Carta del Obispo de Posadas para el 15 de enero de 2012.
EDUCAR EN LA VERDAD Y EN LA LIBERTAD
(Parte III)
“San Agustín se preguntaba: «Quid enim fortius desiderat anima quam veritatem? - ¿Ama
algo el alma con más ardor que la verdad?». El rostro humano de una sociedad depende
mucho de la contribución de la educación a mantener viva esa cuestión insoslayable. En
efecto, la educación persigue la formación integral de la persona, incluida la dimensión
moral y espiritual del ser, con vistas a su fin último y al bien de la sociedad de la que es
miembro. Por eso, para educar en la verdad es necesario saber sobre todo quién es la
persona humana, conocer su naturaleza. Contemplando la realidad que lo rodea, el salmista
reflexiona: «Cuando contemplo el cielo, obra de tus dedos, la luna y las estrellas que has
creado. ¿Qué es el hombre para que te acuerdes de él, el ser humano, para que de él te
cuides?» (Sal 8,4-5). Ésta es la cuestión fundamental que hay que plantearse: ¿Quién es el
hombre? El hombre es un ser que alberga en su corazón una sed de infinito, una sed de
verdad no parcial, sino capaz de explicar el sentido de la vida porque ha sido creado a
imagen y semejanza de Dios. Así pues, reconocer con gratitud la vida como un don
inestimable lleva a descubrir la propia dignidad profunda y la inviolabilidad de toda
persona. Por eso, la primera educación consiste en aprender a reconocer en el hombre la
imagen del Creador y, por consiguiente, a tener un profundo respeto por cada ser humano y
ayudar a los otros a llevar una vida conforme a esta altísima dignidad. Nunca podemos
olvidar que «el auténtico desarrollo del hombre concierne de manera unitaria a la totalidad
de la persona en todas sus dimensiones», incluida la trascendente, y que no se puede
sacrificar a la persona para obtener un bien particular, ya sea económico o social, individual
o colectivo.
Sólo en la relación con Dios comprende también el hombre el significado de la propia
libertad. Y es cometido de la educación el formar en la auténtica libertad. Ésta no es la
ausencia de vínculos o el dominio del libre albedrío, no es el absolutismo del yo. El hombre
que cree ser absoluto, no depender de nada ni de nadie, que puede hacer todo lo que se le
antoja, termina por contradecir la verdad del propio ser, perdiendo su libertad. Por el
contrario, el hombre es un ser relacional, que vive en relación con los otros y, sobre todo,
con Dios. La auténtica libertad nunca se puede alcanzar alejándose de Él.

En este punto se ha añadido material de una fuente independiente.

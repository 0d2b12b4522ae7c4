//! The real disk.

use std::io;
use std::path::Path;

use taskforge_core::{
    application::{ApplicationError, ports::Filesystem},
    error::{ForgeError, ForgeResult},
};

#[derive(Debug, Clone, Copy)]
pub struct LocalFilesystem;

impl LocalFilesystem {
    pub fn new() -> Self {
        Self
    }
}

impl Default for LocalFilesystem {
    fn default() -> Self {
        Self::new()
    }
}

impl Filesystem for LocalFilesystem {
    fn create_dir_all(&self, path: &Path) -> ForgeResult<()> {
        std::fs::create_dir_all(path).map_err(|e| map_io_error(path, e, "create directory"))
    }

    fn write_file(&self, path: &Path, content: &str) -> ForgeResult<()> {
        std::fs::write(path, content).map_err(|e| map_io_error(path, e, "write file"))
    }

    fn read_file(&self, path: &Path) -> ForgeResult<String> {
        std::fs::read_to_string(path).map_err(|e| map_io_error(path, e, "read file"))
    }

    fn exists(&self, path: &Path) -> bool {
        path.exists()
    }

    fn symlink(&self, target: &Path, link: &Path) -> ForgeResult<()> {
        // symlink_metadata sees dangling links too
        if link.symlink_metadata().is_ok() {
            std::fs::remove_file(link).map_err(|e| map_io_error(link, e, "replace link"))?;
        }
        #[cfg(unix)]
        {
            std::os::unix::fs::symlink(target, link)
                .map_err(|e| map_io_error(link, e, "create link"))
        }
        #[cfg(windows)]
        {
            std::os::windows::fs::symlink_file(target, link)
                .map_err(|e| map_io_error(link, e, "create link"))
        }
    }
}

fn map_io_error(path: &Path, e: io::Error, operation: &str) -> ForgeError {
    ApplicationError::FilesystemError {
        path: path.to_path_buf(),
        reason: format!("Failed to {}: {}", operation, e),
    }
    .into()
}

#[cfg(test)]
mod tests {
    use super::*;
    use tempfile::TempDir;

    #[test]
    fn writes_and_reads_back() {
        let dir = TempDir::new().unwrap();
        let fs = LocalFilesystem::new();
        let file = dir.path().join("a/b/Task.hpp");

        fs.create_dir_all(file.parent().unwrap()).unwrap();
        fs.write_file(&file, "class Task;").unwrap();

        assert!(fs.exists(&file));
        assert_eq!(fs.read_file(&file).unwrap(), "class Task;");
    }

    #[test]
    fn reading_a_missing_file_is_a_filesystem_error() {
        let dir = TempDir::new().unwrap();
        let err = LocalFilesystem::new()
            .read_file(&dir.path().join("nope"))
            .unwrap_err();
        assert!(matches!(
            err,
            ForgeError::Application(ApplicationError::FilesystemError { .. })
        ));
    }

    #[cfg(unix)]
    #[test]
    fn links_are_replaced() {
        let dir = TempDir::new().unwrap();
        let fs = LocalFilesystem::new();
        let first = dir.path().join("first.hpp");
        let second = dir.path().join("second.hpp");
        let link = dir.path().join("link.hpp");
        fs.write_file(&first, "1").unwrap();
        fs.write_file(&second, "2").unwrap();

        fs.symlink(&first, &link).unwrap();
        fs.symlink(&second, &link).unwrap();

        assert_eq!(std::fs::read_link(&link).unwrap(), second);
        assert_eq!(fs.read_file(&link).unwrap(), "2");
    }
}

La libertad es un valor precioso, pero delicado; se la puede entender y usar mal. «En la
actualidad, un obstáculo particularmente insidioso para la obra educativa es la masiva
presencia, en nuestra sociedad y cultura, del relativismo que, al no reconocer nada como
definitivo, deja como última medida sólo el propio yo con sus caprichos; y, bajo la
apariencia de la libertad, se transforma para cada uno en una prisión, porque separa al uno
del otro, dejando a cada uno encerrado dentro de su propio “yo”. Por consiguiente, dentro
de ese horizonte relativista no es posible una auténtica educación, pues sin la luz de la
verdad, antes o después, toda persona queda condenada a dudar de la bondad de su misma
vida y de las relaciones que la constituyen, de la validez de su esfuerzo por construir con
los demás algo en común».
Para ejercer su libertad, el hombre debe superar por tanto el horizonte del relativismo y
conocer la verdad sobre sí mismo y sobre el bien y el mal. En lo más íntimo de la
conciencia el hombre descubre una ley que él no se da a sí mismo, sino a la que debe
obedecer y cuya voz lo llama a amar, a hacer el bien y huir del mal, a asumir la
responsabilidad del bien que ha hecho y del mal que ha cometido. Por eso, el ejercicio de la
libertad está íntimamente relacionado con la ley moral natural, que tiene un carácter
universal, expresa la dignidad de toda persona, sienta la base de sus derechos y deberes
fundamentales, y, por tanto, en último análisis, de la convivencia justa y pacífica entre las
personas.
El uso recto de la libertad es, pues, central en la promoción de la justicia y la paz, que
requieren el respeto hacia uno mismo y hacia el otro, aunque se distancie de la propia forma
de ser y vivir. De esa actitud brotan los elementos sin los cuales la paz y la justicia se
quedan en palabras sin contenido: la confianza recíproca, la capacidad de entablar un
diálogo constructivo, la posibilidad del perdón, que tantas veces se quisiera obtener pero
que cuesta conceder, la caridad recíproca, la compasión hacia los más débiles, así como la
disponibilidad para el sacrificio”.
Les envío un saludo cercano y hasta el próximo domingo. Mons. Juan R Martínez.